# Character Creation (/docs/characters)



Character creation in Tavern Cozy is built around a compact prompt model with optional gallery media and tag metadata. The goal is to keep the authoring flow simple while giving AI enough signal to stay consistent in chat.

Match the form [#match-the-form]

The form is organized around a few decisions:

| Field               | Use it for                                   |
| ------------------- | -------------------------------------------- |
| Name                | Public character name                        |
| In-chat name        | Optional name used inside the conversation   |
| Tagline             | Short search/result summary                  |
| Profile             | Main character context and personality notes |
| Avatar              | Primary display image or video               |
| Greeting            | First message in a chat                      |
| Alternate greetings | Extra openings for variation                 |
| Description         | Personality overview                         |
| Scenario            | The roleplay setup and situation             |
| Example dialogue    | A few sample turns to anchor style           |
| Tags                | Discovery and browse filters                 |
| Gallery             | Supporting images and thumbnails             |
| Visibility          | Public, unlisted, or private                 |
| Original author     | Credit for imported or adapted characters    |

A good concise shape [#a-good-concise-shape]

For most roleplay characters, aim for this structure:

* Tagline: 1 short sentence.
* Profile: 1 tight paragraph.
* Greeting: 1 to 3 lines.
* Description: 1 paragraph with clear tone and behavior.
* Scenario: 1 paragraph with the current setup.
* Example dialogue: 2 to 4 short exchanges.

That gives the model enough context without turning the prompt into a wall of text.

Concise roleplay examples [#concise-roleplay-examples]

1\. Haunted librarian [#1-haunted-librarian]

* Tagline: "A quiet librarian who remembers every forbidden book."
* Profile: "Soft-spoken, observant, and protective of old knowledge. Avoids direct conflict unless the archive is threatened."
* Greeting: "You came back. The book you asked for is still missing, but I found something worse."
* Scenario: "The character meets the user in a candlelit archive after midnight, where a forbidden shelf has begun whispering names."
* Example dialogue:

```text
User: What is that sound?
Character: The sound of a secret trying to be read aloud.
```

2\. Rival bounty hunter [#2-rival-bounty-hunter]

* Tagline: "A sharp-tongued bounty hunter who never misses a mark."
* Profile: "Confident, impatient, and surprisingly loyal once trust is earned.
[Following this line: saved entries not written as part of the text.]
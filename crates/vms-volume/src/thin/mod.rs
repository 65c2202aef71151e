//! Thin provisioning: pool metadata decoding and device address translation.
//!
//! The pool metadata volume holds a superblock (block 0), two space maps,
//! a device-details tree keyed by device id, and a two-level mapping tree:
//! the top level maps a device id to the root of that device's block tree,
//! whose leaves map a virtual block to `(data_block << 24) | time`.

pub mod btree;
pub mod space_map;
pub mod superblock;

use std::collections::HashMap;
use std::sync::Arc;

use parking_lot::Mutex;
use serde::Serialize;
use tracing::{debug, trace};
use vms_block::DiskBackend;
use vms_error::{Result, VmsError};
use vms_types::{parse_error_to_vms, read_le_u32, read_le_u64};

pub use btree::{BtreeNode, MetadataReader};
pub use space_map::{IndexEntry, SpaceMap, SpaceMapKind};
pub use superblock::{SpaceMapRoot, THIN_MAGIC, ThinSuperblock};

/// Low bits of a mapping value carry the snapshot time.
const TIME_BITS: u32 = 24;

/// Decoded leaf value of a device block tree.
#[derive(Debug, Clone, Copy, PartialEq, Eq)]
pub struct BlockMapping {
    pub data_block: u64,
    pub time: u32,
}

impl BlockMapping {
    #[must_use]
    pub fn unpack(value: u64) -> Self {
        Self {
            data_block: value >> TIME_BITS,
            time: (value & ((1 << TIME_BITS) - 1)) as u32,
        }
    }
}

#[derive(Debug, Clone, Copy, PartialEq, Eq, Serialize)]
pub struct DeviceDetails {
    pub mapped_blocks: u64,
    pub transaction_id: u64,
    pub creation_time: u32,
    pub snapshotted_time: u32,
}

impl DeviceDetails {
    fn parse(bytes: &[u8]) -> Result<Self> {
        let parse = || -> std::result::Result<Self, vms_types::ParseError> {
            Ok(Self {
                mapped_blocks: read_le_u64(bytes, 0)?,
                transaction_id: read_le_u64(bytes, 8)?,
                creation_time: read_le_u32(bytes, 16)?,
                snapshotted_time: read_le_u32(bytes, 20)?,
            })
        };
        parse().map_err(|err| parse_error_to_vms("thin device details", &err))
    }
}

/// One device block of a translated range.
///
/// `data_block` and `start` are `None` for unprovisioned blocks, which read
/// as zeros.
#[derive(Debug, Clone, Copy, PartialEq, Eq)]
pub struct DataRun {
    pub device_block: u64,
    pub data_block: Option<u64>,
    /// Byte address on the data volume.
    pub start: Option<u64>,
    pub len: u64,
}

#[derive(Debug, Clone, Copy, PartialEq, Eq, Serialize)]
pub struct ThinPoolStats {
    pub data_block_size: u64,
    pub data_blocks: u64,
    pub data_allocated: u64,
    pub metadata_blocks: u64,
    pub metadata_allocated: u64,
}

/// An opened thin pool: metadata and data volumes plus the decoded
/// superblock.
#[derive(Debug)]
pub struct ThinPool {
    name: String,
    reader: MetadataReader,
    data: Arc<dyn DiskBackend>,
    superblock: ThinSuperblock,
    device_roots: Mutex<HashMap<u64, Option<u64>>>,
}

impl ThinPool {
    /// Read the superblock from `metadata` and bind the pool to `data`.
    pub fn open(
        name: impl Into<String>,
        metadata: Arc<dyn DiskBackend>,
        data: Arc<dyn DiskBackend>,
    ) -> Result<Self> {
        let name = name.into();
        let mut head = vec![0_u8; 4096.min(metadata.len_bytes() as usize)];
        metadata.read_exact_at(0, &mut head)?;
        let superblock = ThinSuperblock::parse(&head)
            .map_err(|err| parse_error_to_vms(format!("thin pool {name} superblock"), &err))?;
        let reader = MetadataReader::new(metadata, superblock.metadata_block_bytes())?;
        debug!(
            pool = %name,
            data_block_size = superblock.data_block_bytes(),
            transaction_id = superblock.transaction_id,
            "thin pool opened"
        );
        Ok(Self {
            name,
            reader,
            data,
            superblock,
            device_roots: Mutex::new(HashMap::new()),
        })
    }

    #[must_use]
    pub fn name(&self) -> &str {
        &self.name
    }

    #[must_use]
    pub fn superblock(&self) -> &ThinSuperblock {
        &self.superblock
    }

    #[must_use]
    pub fn data(&self) -> &Arc<dyn DiskBackend> {
        &self.data
    }

    /// Data block size in bytes.
    #[must_use]
    pub fn data_block_size(&self) -> u64 {
        self.superblock.data_block_bytes()
    }

    pub fn device_details(&self, device_id: u64) -> Result<Option<DeviceDetails>> {
        self.reader
            .lookup(self.superblock.device_details_root, device_id)?
            .map(|v| DeviceDetails::parse(&v))
            .transpose()
    }

    /// Every device id with its details, in id order.
    pub fn devices(&self) -> Result<Vec<(u64, DeviceDetails)>> {
        let mut out = Vec::new();
        self.reader
            .walk(self.superblock.device_details_root, &mut |id, value| {
                out.push((id, DeviceDetails::parse(value)?));
                Ok(())
            })?;
        Ok(out)
    }

    fn device_root(&self, device_id: u64) -> Result<u64> {
        if let Some(root) = self.device_roots.lock().get(&device_id) {
            return root.ok_or_else(|| self.missing_device(device_id));
        }
        let root = self
            .reader
            .lookup(self.superblock.data_mapping_root, device_id)?
            .map(|v| read_le_u64(&v, 0))
            .transpose()
            .map_err(|err| parse_error_to_vms(format!("thin pool {} mapping tree", self.name), &err))?;
        self.device_roots.lock().insert(device_id, root);
        root.ok_or_else(|| self.missing_device(device_id))
    }

    fn missing_device(&self, device_id: u64) -> VmsError {
        VmsError::NotFound(format!("thin device {device_id} in pool {}", self.name))
    }

    /// Mapping of one virtual block of `device_id`.
    pub fn lookup_block(&self, device_id: u64, block: u64) -> Result<Option<BlockMapping>> {
        let root = self.device_root(device_id)?;
        let Some(value) = self.reader.lookup(root, block)? else {
            return Ok(None);
        };
        let raw = read_le_u64(&value, 0)
            .map_err(|err| parse_error_to_vms(format!("thin device {device_id} block tree"), &err))?;
        Ok(Some(BlockMapping::unpack(raw)))
    }

    /// Translate `[pos, pos + len)` of a thin device into per-block runs.
    ///
    /// The first run starts at `pos` inside its block; the last one stops at
    /// `pos + len`. Run lengths always add up to exactly `len`.
    pub fn device_to_data(&self, device_id: u64, pos: u64, len: u64) -> Result<Vec<DataRun>> {
        let block_size = self.data_block_size();
        let mut runs = Vec::new();
        let mut done = 0_u64;
        while done < len {
            let at = pos + done;
            let device_block = at / block_size;
            let within = at % block_size;
            let run_len = (block_size - within).min(len - done);
            let mapping = self.lookup_block(device_id, device_block)?;
            let data_block = mapping.map(|m| m.data_block);
            let start = data_block.map(|b| b * block_size + within);
            trace!(device_id, device_block, ?data_block, run_len, "thin translate");
            runs.push(DataRun {
                device_block,
                data_block,
                start,
                len: run_len,
            });
            done += run_len;
        }
        Ok(runs)
    }

    /// Read from a thin device; unprovisioned blocks read as zeros.
    pub fn read_device(&self, device_id: u64, pos: u64, buf: &mut [u8]) -> Result<()> {
        let mut at = 0_usize;
        for run in self.device_to_data(device_id, pos, buf.len() as u64)? {
            let chunk = &mut buf[at..at + run.len as usize];
            match run.start {
                Some(start) => self.data.read_exact_at(start, chunk)?,
                None => chunk.fill(0),
            }
            at += run.len as usize;
        }
        Ok(())
    }

    /// Write to provisioned blocks only. Provisioning new blocks would need
    /// a metadata transaction and is refused.
    pub fn write_device(&self, device_id: u64, pos: u64, buf: &[u8]) -> Result<()> {
        let runs = self.device_to_data(device_id, pos, buf.len() as u64)?;
        if let Some(hole) = runs.iter().find(|r| r.start.is_none()) {
            return Err(VmsError::unsupported_op(
                format!("provision block {}", hole.device_block),
                format!("thin pool {}", self.name),
            ));
        }
        let mut at = 0_usize;
        for run in runs {
            if let Some(start) = run.start {
                self.data.write_all_at(start, &buf[at..at + run.len as usize])?;
            }
            at += run.len as usize;
        }
        Ok(())
    }

    pub fn stats(&self) -> Result<ThinPoolStats> {
        let data = SpaceMap::new(&self.reader, self.superblock.data_space_map, SpaceMapKind::Data);
        let metadata = SpaceMap::new(
            &self.reader,
            self.superblock.metadata_space_map,
            SpaceMapKind::Metadata,
        );
        Ok(ThinPoolStats {
            data_block_size: self.data_block_size(),
            data_blocks: self.superblock.data_space_map.nr_blocks,
            data_allocated: data.counted_allocated()?,
            metadata_blocks: self.superblock.metadata_space_map.nr_blocks,
            metadata_allocated: metadata.counted_allocated()?,
        })
    }

    /// Reference count of a data block.
    pub fn data_ref_count(&self, data_block: u64) -> Result<u32> {
        SpaceMap::new(&self.reader, self.superblock.data_space_map, SpaceMapKind::Data)
            .ref_count(data_block)
    }

    /// Drop cached metadata nodes. The backends belong to the logical
    /// volumes that carry them.
    pub fn release(&self) {
        self.reader.clear_cache();
        self.device_roots.lock().clear();
    }
}

#[cfg(test)]
mod tests {
    use super::*;

    #[test]
    fn mapping_values_split_block_and_time() {
        let m = BlockMapping::unpack((77 << 24) | 5);
        assert_eq!(
            m,
            BlockMapping {
                data_block: 77,
                time: 5
            }
        );
    }
}
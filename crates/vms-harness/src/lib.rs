#![forbid(unsafe_code)]
//! Synthetic images for vmscan tests.
//!
//! Every builder writes bytes by hand from the published on-disk layouts
//! rather than through the crates under test, so a decoder bug cannot be
//! hidden by a matching encoder bug.

pub mod ext4;
pub mod lvm;
pub mod ntfs;
pub mod partition;
pub mod sparse;
pub mod thin;

pub const SECTOR: usize = 512;

/// Write `value` little-endian at `offset`.
pub fn put_le(buf: &mut [u8], offset: usize, value: u64, width: usize) {
    buf[offset..offset + width].copy_from_slice(&value.to_le_bytes()[..width]);
}

/// Write `value` big-endian at `offset`.
pub fn put_be(buf: &mut [u8], offset: usize, value: u64, width: usize) {
    buf[offset..offset + width].copy_from_slice(&value.to_be_bytes()[8 - width..]);
}

/// Copy `bytes` into `buf` at `offset`, growing `buf` when needed.
pub fn place(buf: &mut Vec<u8>, offset: usize, bytes: &[u8]) {
    if buf.len() < offset + bytes.len() {
        buf.resize(offset + bytes.len(), 0);
    }
    buf[offset..offset + bytes.len()].copy_from_slice(bytes);
}

/// Deterministic filler so reads can be checked byte for byte.
#[must_use]
pub fn pattern(seed: u8, len: usize) -> Vec<u8> {
    (0..len)
        .map(|i| seed.wrapping_add((i % 251) as u8).wrapping_mul(31))
        .collect()
}

#[cfg(test)]
mod tests {
    use super::*;

    #[test]
    fn endian_writers() {
        let mut buf = [0_u8; 8];
        put_le(&mut buf, 0, 0x1234, 2);
        put_be(&mut buf, 2, 0xAABB_CCDD, 4);
        assert_eq!(buf, [0x34, 0x12, 0xAA, 0xBB, 0xCC, 0xDD, 0, 0]);
    }

    #[test]
    fn place_grows_the_buffer() {
        let mut buf = vec![1_u8; 2];
        place(&mut buf, 4, &[9, 9]);
        assert_eq!(buf, vec![1, 1, 0, 0, 9, 9]);
    }

    #[test]
    fn pattern_is_deterministic() {
        assert_eq!(pattern(3, 300), pattern(3, 300));
        assert_ne!(pattern(3, 16), pattern(4, 16));
    }
}
//! Contract caching

pub mod contract_cache;

pub use contract_cache::{
    CacheStats, Clock, ContractCache, ContractSource, DEFAULT_CONTRACT_TTL_SECS,
    FsContractSource, SystemClock,
};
Keeps plans short and threats shorter."
* Greeting: "You’re late. I already found our target. Try to keep up."
* Scenario: "The character and the user are forced into the same hunt and have to decide whether to cooperate or compete."
* Example dialogue:

```text
User: Why should I trust you?
Character: You shouldn’t. Trust the bullet that lands first.
```

3\. Gentle village mage [#3-gentle-village-mage]

* Tagline: "A warm village mage who hides serious power behind a calm smile."
* Profile: "Kind, patient, and a little mischievous. Offers help first, explanations second, and warnings only when needed."
* Greeting: "Welcome back. I saved you tea, and I think the storm is getting worse."
* Scenario: "The character welcomes the user into a quiet village during a dangerous storm, where magic keeps slipping out of the walls."
* Example dialogue:

```text
User: Can you fix it?
Character: Yes. The better question is whether you want it fixed quietly or properly.
```

Gallery metadata [#gallery-metadata]

Characters can carry an image gallery with per-image metadata. Tavern Cozy supports locked and unlocked views, thumbnails, media types, and background image selection.

| Setting            | What it controls                                     |
| ------------------ | ---------------------------------------------------- |
| Gallery            | The character's image list                           |
| Gallery thumbnails | Low-res fallback for locked images                   |
| Gallery settings   | Goal, keywords, media type, and visibility per image |
| Background image   | Which gallery image acts as the primary visual       |

Token budget [#token-budget]

The app estimates character prompt size from the main fields, then compares alternate greetings against the default greeting. That keeps long-form characters from growing silently past the intended budget.

Tagging and discoverability [#tagging-and-discoverability]

Character tags are used for browse and search flows. Pick tags that explain the character's genre, tone, and roleplay context instead of overfitting to a single prompt.

Practical guidance [#practical-guidance]

When a character feels off, check these first:

1. The greeting is too short or too generic.
2. The scenario lacks a clear interaction frame.
3. The profile says what the character is, but not how they behave.
4. Gallery settings do not match the intended public visibility.
5. Tags are too broad to help discovery.